After the 1 ½ hour drive to our meeting spot, I’m not doing too bad. I stopped twice along the way, with my last break just 20 minutes ago. The change in activity, though – stopping my drive, interacting with a stranger, then starting to drive again – requires recovery and transition time. I didn’t take it at the appropriate moment, instead I drove off for my own comfort. The headache starting to blossom between my eyes and the deep ache starting at the back of my skull tell me I’m pushing myself, my brain, to handle too much change without rest. I stop a few miles north and take the time I need. I park, close and cover my eyes, and let my brain rest and reset before I continue my journey.
As I drive to pick up my bees, I make sure to acknowledge my success with the table saw purchase. Good on me. I contacted the guy, figured out a time and place that were within my ability, and bought a good piece of equipment at an excellent price. I am succeeding. I still have 30 minutes to bees, then 45 minutes to friends and brunch, then 40 minutes home. Still a long way to go. But this first part went well. Yay me.
When I finally get home, around 1230 pm, I am double dog dead tired. I am exhausted. My limbs hang heavy from my body and I drag myself and my new package of bees through the house. My eyes ache, my hip aches, my head is pounding. I put my bees in my writing studio to stay cool, then I head directly upstairs, lay down, and sleep for two hours.
All told, google tells me I drove about 3 ½ hours in one day. Wow. I used a few reasonable accommodations – stopping every 30-45 minutes, using caffeine and having proper food on hand. But still. Being able to drive 3 ½ hours opens up the world to me. For the first time in FIVE YEARS, I can drive to Albany, NY (if I want to for some reason). I can drive to the Massachusetts Museum of Contemporary Art (Mass MOCA). That’s on the table again. As I look at google maps, I consider where else I can reach now, at least with some caffeine and on a good day. Brattleboro, VT. Utica, NY. Manchester, NH. Maybe even Portland, ME with Mary’s help. Montreal, Quebec City, Sherbrooke. So many possibilities.
If I can do 3 ½ hours, how about four hours? That brings Boston, MA into my reality. How nice it would be to visit a proper city again. I mean, overwhelming and exhausting, probably – but to have the choice, the ability to get myself there. Yes, that’s something precious.

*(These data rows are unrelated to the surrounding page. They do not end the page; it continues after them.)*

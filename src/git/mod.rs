//! Git operations and repository management.

pub mod repository;
pub mod staged;

pub use repository::GitRepository;
pub use staged::{StagedChange, StagedSummary};
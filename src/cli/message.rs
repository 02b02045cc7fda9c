//! Commit-message CLI commands.

use std::io::Read;
use std::path::PathBuf;

use anyhow::{Context, Result};
use clap::{ArgAction, Parser, Subcommand};
use tracing::debug;

use crate::git::{GitRepository, StagedSummary};
use crate::message::{MessageNormalizer, VerbosityLevel};
use crate::utils::Settings;

/// Commit-message operations.
#[derive(Parser)]
pub struct MessageCommand {
    /// Message subcommand to execute.
    #[command(subcommand)]
    pub command: MessageSubcommands,
}

/// Message subcommands.
#[derive(Subcommand)]
pub enum MessageSubcommands {
    /// Normalizes a model response into a conventional commit message.
    Normalize(NormalizeCommand),
}

impl MessageCommand {
    /// Executes the message command.
    pub fn execute(self) -> Result<()> {
        match self.command {
            MessageSubcommands::Normalize(normalize_cmd) => normalize_cmd.execute(),
        }
    }
}

/// Normalize command options.
#[derive(Parser)]
pub struct NormalizeCommand {
    /// Ticket identifier prefixed to the subject (e.g. PROJ-123).
    /// Falls back to COMMIT_TIDY_TICKET when omitted.
    #[arg(value_name = "TICKET")]
    pub ticket: Option<String>,

    /// Increases body verbosity (-v: 1-3 bullets, -vv: 3-5 bullets).
    #[arg(short = 'v', long = "verbose", action = ArgAction::Count)]
    pub verbose: u8,

    /// Reads the model response from a file instead of standard input.
    #[arg(long, value_name = "FILE")]
    pub input: Option<PathBuf>,

    /// Reads a `git diff --cached --name-status` listing from a file
    /// instead of querying the repository.
    #[arg(long, value_name = "FILE")]
    pub name_status: Option<PathBuf>,

    /// Supplies a `git diff --cached --shortstat` line instead of querying
    /// the repository.
    #[arg(long, value_name = "TEXT")]
    pub shortstat: Option<String>,
}

impl NormalizeCommand {
    /// Executes the normalize command: the finalized message goes to stdout,
    /// diagnostics to stderr.
    pub fn execute(self) -> Result<()> {
        let raw = self.read_response()?;
        let level = VerbosityLevel::from_flag_count(self.verbose);
        let ticket = self.resolve_ticket()?;
        let staged = self.staged_summary()?;

        let normalizer = MessageNormalizer::new(level, ticket.as_deref(), &staged);
        let message = normalizer
            .normalize(&raw)
            .context("Failed to normalize model response")?;

        print!("{message}");
        Ok(())
    }

    /// Reads the raw model response from `--input` or standard input.
    fn read_response(&self) -> Result<String> {
        match &self.input {
            Some(path) => std::fs::read_to_string(path)
                .with_context(|| format!("Failed to read response file: {}", path.display())),
            None => {
                let mut raw = String::new();
                std::io::stdin()
                    .read_to_string(&mut raw)
                    .context("Failed to read response from standard input")?;
                Ok(raw)
            }
        }
    }

    /// Resolves the ticket from the positional argument, else settings.
    fn resolve_ticket(&self) -> Result<Option<String>> {
        if self.ticket.is_some() {
            return Ok(self.ticket.clone());
        }

        let settings = Settings::load().context("Failed to load settings")?;
        Ok(settings.get_env_var("COMMIT_TIDY_TICKET"))
    }

    /// Builds the fallback context. Explicit listings win; otherwise the
    /// repository index is summarized, and with no repository at all the
    /// summary is empty and synthesis falls back to its literal bullet.
    fn staged_summary(&self) -> Result<StagedSummary> {
        if self.name_status.is_some() || self.shortstat.is_some() {
            let name_status = match &self.name_status {
                Some(path) => std::fs::read_to_string(path).with_context(|| {
                    format!("Failed to read name-status file: {}", path.display())
                })?,
                None => String::new(),
            };
            let shortstat = self.shortstat.as_deref().unwrap_or("");
            return Ok(StagedSummary::from_parts(&name_status, shortstat));
        }

        match GitRepository::open() {
            Ok(repo) => StagedSummary::from_repository(&repo),
            Err(e) => {
                debug!(error = %e, "no repository available, using empty staged summary");
                Ok(StagedSummary::default())
            }
        }
    }
}
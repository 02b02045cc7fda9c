//! Normalization-specific error handling.

use thiserror::Error;

/// Errors produced while normalizing a model response.
///
/// Recoverable irregularities (empty subject in an otherwise valid JSON
/// object, too few bullets, ill-typed fields) never surface here; they are
/// absorbed by the fallback chain. Only an unusable response is fatal.
#[derive(Error, Debug)]
pub enum NormalizeError {
    /// Response contains neither a decodable JSON object nor a line matching
    /// the conventional commit subject pattern.
    #[error("model response contains no JSON object and no conventional commit subject line")]
    MalformedResponse,
}

// Note: anyhow already has a blanket impl for thiserror::Error types
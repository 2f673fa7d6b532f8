//! Drives the engine through a full DISCOVER/OFFER/REQUEST/ACK exchange
//! against in-memory collaborator stubs, with no kernel sockets involved.

use std::collections::VecDeque;
use std::net::Ipv4Addr;
use std::time::Duration;

use dhcp4::collab::{ArpProber, DhcpEvent, EventLoop, Ipv4Shim, Ipv4llFallback, ScriptRunner, SocketFactory};
use dhcp4::dhcp::lease::Lease;
use dhcp4::dhcp::message::{DhcpMessage, DhcpOperation};
use dhcp4::dhcp::state::TimerKind;
use dhcp4::engine::Collaborators;
use dhcp4::error::Result;
use dhcp4::{Engine, InterfaceOptions, MacAddr};

struct FakeSockets {
    sent: Vec<Vec<u8>>,
    inbound: VecDeque<Vec<u8>>,
    server: Ipv4Addr,
}

impl SocketFactory for FakeSockets {
    fn open_raw(&mut self, _iface: &str) -> Result<i32> {
        Ok(3)
    }

    fn open_udp(&mut self, _iface: &str) -> Result<i32> {
        Ok(4)
    }

    fn close(&mut self, _fd: i32) {}

    fn send_raw(&mut self, _iface: &str, bytes: &[u8]) -> Result<()> {
        self.sent.push(bytes.to_vec());
        Ok(())
    }

    fn send_udp(&mut self, _iface: &str, _dst: Ipv4Addr, bytes: &[u8]) -> Result<()> {
        self.sent.push(bytes.to_vec());
        Ok(())
    }

    fn recv_raw(&mut self, _iface: &str, buf: &mut [u8]) -> Result<(usize, bool)> {
        let payload = self.inbound.pop_front().unwrap_or_default();
        buf[..payload.len()].copy_from_slice(&payload);
        Ok((payload.len(), true))
    }

    fn valid_udp(&self, _buf: &[u8], n: usize, _partial_csum: bool) -> Option<(Ipv4Addr, usize, usize)> {
        Some((self.server, 0, n))
    }
}

struct FakeEvents;

impl EventLoop for FakeEvents {
    fn add_timer(&mut self, iface: &str, after: Duration, kind: TimerKind) {
        println!("{iface}: armed {kind:?} in {after:?}");
    }
    fn delete_timer(&mut self, _iface: &str, _kind: Option<TimerKind>) {}
    fn add_fd(&mut self, _iface: &str, _fd: i32) {}
    fn delete_fd(&mut self, _fd: i32) {}
}

struct FakeArp;

impl ArpProber for FakeArp {
    fn arp_probe(&mut self, iface: &str, addr: Ipv4Addr) {
        println!("{iface}: probing {addr} (demo treats every probe as clean)");
    }
    fn arp_announce(&mut self, _iface: &str, _addr: Ipv4Addr) {}
}

struct FakeAddr;

impl Ipv4Shim for FakeAddr {
    fn has_address(&self, _iface: &str, _addr: Ipv4Addr) -> bool {
        false
    }
    fn apply_addr(&mut self, iface: &str, lease: &Lease) -> Result<()> {
        println!("{iface}: would configure {}/{}", lease.addr, lease.subnet_cidr());
        Ok(())
    }
    fn get_address(&self, _iface: &str) -> Ipv4Addr {
        Ipv4Addr::UNSPECIFIED
    }
    fn get_netmask(&self, _addr: Ipv4Addr) -> Ipv4Addr {
        Ipv4Addr::UNSPECIFIED
    }
    fn get_mtu(&self, _iface: &str) -> u16 {
        1500
    }
    fn set_mtu(&mut self, _iface: &str, _mtu: u16) {}
}

struct FakeHook;

impl ScriptRunner for FakeHook {
    fn script_run(&mut self, iface: &str, reason: &str, env: &[(String, String)]) {
        println!("{iface}: hook fired for {reason}");
        for (k, v) in env {
            println!("  {k}={v}");
        }
    }
}

struct FakeIpv4ll;

impl Ipv4llFallback for FakeIpv4ll {
    fn ipv4ll_start(&mut self, iface: &str) {
        println!("{iface}: would fall back to IPv4LL");
    }
}

/// Encode a minimal server reply: a fixed header plus a handful of options.
fn server_reply(xid: u32, chaddr: [u8; 6], yiaddr: Ipv4Addr, kind: u8) -> Vec<u8> {
    let mut msg = DhcpMessage::new_request(xid, chaddr);
    msg.op = DhcpOperation::BootReply;
    msg.yiaddr = yiaddr;
    msg.options = vec![
        53, 1, kind, // message type
        1, 4, 255, 255, 255, 0, // subnet mask
        54, 4, 10, 0, 0, 1, // server identifier
        51, 4, 0, 0, 0x0e, 0x10, // lease time, 3600s
        255,
    ];
    msg.emit()
}

fn main() {
    env_logger::init();

    let hwaddr = MacAddr::new([0x02, 0x00, 0x00, 0x00, 0x00, 0x01]);
    let mut config = InterfaceOptions::new("eth0", hwaddr);
    config.xid_hwaddr = true; // keeps this demo's fake replies deterministic
    let xid = hwaddr.low_u32();

    let lease_path = std::env::temp_dir().join(format!("dhcp4-demo-{}.lease", std::process::id()));
    let mut engine = Engine::new(config, lease_path);

    let mut sockets = FakeSockets {
        sent: Vec::new(),
        inbound: VecDeque::new(),
        server: Ipv4Addr::new(10, 0, 0, 1),
    };
    let mut events = FakeEvents;
    let mut arp = FakeArp;
    let mut addr = FakeAddr;
    let mut hook = FakeHook;
    let mut ipv4ll = FakeIpv4ll;

    macro_rules! collab {
        () => {
            &mut Collaborators {
                sockets: &mut sockets,
                events: &mut events,
                arp: &mut arp,
                addr: &mut addr,
                hook: &mut hook,
                ipv4ll: &mut ipv4ll,
            }
        };
    }

    engine.start(collab!(), 0).expect("start sends DISCOVER");
    println!("sent {} frame(s) so far", sockets.sent.len());

    sockets
        .inbound
        .push_back(server_reply(xid, hwaddr.octets(), Ipv4Addr::new(10, 0, 0, 50), 2));
    engine
        .process(DhcpEvent::FdReadable { iface: "eth0".into(), fd: 3 }, collab!(), 1)
        .expect("OFFER moves to REQUEST");

    sockets
        .inbound
        .push_back(server_reply(xid, hwaddr.octets(), Ipv4Addr::new(10, 0, 0, 50), 5));
    engine
        .process(DhcpEvent::FdReadable { iface: "eth0".into(), fd: 3 }, collab!(), 1)
        .expect("ACK moves to PROBE");

    engine
        .process(DhcpEvent::ArpClaimComplete { iface: "eth0".into() }, collab!(), 1)
        .expect("claim completes the bind");

    println!("final state: {:?}", engine.state().state);
}
//! Transaction-id policy: either derived from the hardware address or
//! drawn from an OS-backed CSPRNG, matching the jitter source used for
//! retransmission backoff.

use rand::Rng;

use crate::config::InterfaceOptions;

/// Generate a fresh transaction id for a new exchange.
///
/// If `xid_hwaddr` is configured and the interface has at least a 4-byte
/// hardware address, the id is deterministic (the low 4 bytes of the
/// address); otherwise it is drawn from the OS-seeded thread RNG.
pub fn next_xid(config: &InterfaceOptions) -> u32 {
    if config.xid_hwaddr && config.hwaddr.octets().len() >= 4 {
        config.hwaddr.low_u32()
    } else {
        rand::rng().random::<u32>()
    }
}

#[cfg(test)]
mod test {
    use super::*;
    use crate::MacAddr;

    #[test]
    fn hwaddr_policy_is_deterministic() {
        let mut config = InterfaceOptions::new("eth0", MacAddr::new([2, 0, 0xaa, 0xbb, 0xcc, 0xdd]));
        config.xid_hwaddr = true;
        assert_eq!(next_xid(&config), 0xaabb_ccdd);
        assert_eq!(next_xid(&config), next_xid(&config));
    }

    #[test]
    fn default_policy_draws_from_rng() {
        let config = InterfaceOptions::new("eth0", MacAddr::new([2, 0, 0, 0, 0, 1]));
        let a = next_xid(&config);
        let b = next_xid(&config);
        assert_ne!(a, b);
    }
}
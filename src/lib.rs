//! A DHCPv4 client engine for a single network interface.
//!
//! This crate implements the client side of RFC 2131/2132: building and
//! parsing DHCP messages, decoding the option trailer (including RFC 3396
//! long options, the RFC 1533 `file`/`sname` overload, and the typed
//! sub-options of RFC 3361/3397/3442/5969), and driving the per-interface
//! lease state machine (DISCOVER/REQUEST/RENEW/REBIND/REBOOT/RELEASE/DECLINE)
//! with retransmission and NAK backoff.
//!
//! The engine does not open sockets, run an event loop, probe for address
//! conflicts, or apply addresses to the kernel itself — those are external
//! collaborators described by the traits in [`collab`]. This crate decides
//! *when* to do those things and *what bytes* to send; a host application
//! supplies the *how*.
//!
//! ```no_run
//! use dhcp4::{MacAddr, config::InterfaceOptions};
//!
//! let opts = InterfaceOptions::new("eth0", MacAddr::new([0x02, 0x00, 0x00, 0x00, 0x00, 0x01]));
//! ```

#![deny(missing_docs)]
#![allow(clippy::too_many_arguments)]

pub mod collab;
pub mod config;
pub mod dhcp;
pub mod engine;
pub mod error;
pub mod io;

pub use config::InterfaceOptions;
pub use dhcp::{DhcpMessage, DhcpMessageKind, Lease};
pub use engine::Engine;
pub use error::DhcpError;

/// Standard 6-byte hardware (MAC) address.
#[derive(Clone, Copy, PartialEq, Eq, PartialOrd, Ord, Hash)]
pub struct MacAddr(pub [u8; 6]);

impl MacAddr {
    /// Build a MAC address from its 6 octets.
    pub const fn new(v: [u8; 6]) -> Self {
        MacAddr(v)
    }

    /// The broadcast address, `ff:ff:ff:ff:ff:ff`.
    pub const BROADCAST: MacAddr = MacAddr([0xff; 6]);

    /// The unspecified address, `00:00:00:00:00:00`.
    pub const ANY: MacAddr = MacAddr([0; 6]);

    /// The raw octets, most significant first.
    pub fn octets(&self) -> [u8; 6] {
        self.0
    }

    /// Low 4 bytes, used by the `XID_HWADDR` transaction-id policy.
    pub fn low_u32(&self) -> u32 {
        u32::from_be_bytes([self.0[2], self.0[3], self.0[4], self.0[5]])
    }
}

impl core::fmt::Debug for MacAddr {
    fn fmt(&self, f: &mut core::fmt::Formatter<'_>) -> core::fmt::Result {
        write!(
            f,
            "{:02x}:{:02x}:{:02x}:{:02x}:{:02x}:{:02x}",
            self.0[0], self.0[1], self.0[2], self.0[3], self.0[4], self.0[5]
        )
    }
}

impl core::fmt::Display for MacAddr {
    fn fmt(&self, f: &mut core::fmt::Formatter<'_>) -> core::fmt::Result {
        core::fmt::Debug::fmt(self, f)
    }
}

/// Derive `From`/`Into` conversions with an added `Unknown` catch-all variant,
/// so that converting an out-of-range wire value never panics.
///
/// Yoinked (with modification, and without the `uDebug` derive this crate no
/// longer needs) from the upstream `catnip` crate, which took the same
/// approach from `smoltcp`.
#[macro_export]
macro_rules! enum_with_unknown {
    (
        $( #[$enum_attr:meta] )*
        pub enum $name:ident($ty:ty) {
            $(
              $( #[$variant_attr:meta] )*
              $variant:ident = $value:expr
            ),+ $(,)?
        }
    ) => {
        #[derive(Debug, PartialEq, Eq, PartialOrd, Ord, Clone, Copy, Hash)]
        $( #[$enum_attr] )*
        pub enum $name {
            $(
              $( #[$variant_attr] )*
              $variant
            ),*,
            /// Catch-all for values that do not match a known variant.
            Unknown($ty)
        }

        impl ::core::convert::From<$ty> for $name {
            fn from(value: $ty) -> Self {
                match value {
                    $( $value => $name::$variant ),*,
                    other => $name::Unknown(other)
                }
            }
        }

        impl ::core::convert::From<$name> for $ty {
            fn from(value: $name) -> Self {
                match value {
                    $( $name::$variant => $value ),*,
                    $name::Unknown(other) => other
                }
            }
        }
    }
}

My time in a cage is coming to an end. For so many years, since my first mTBI, I have been trapped. Trapped by my limited mental and physical energy. Now, today, I feel that cage finally falling away. It’s not all fun and games – it still has to be a good day, I still need accommodations, it still takes me a while to recover afterwards. But now, well, now my leash is a lot longer. Almost – almost – I am free.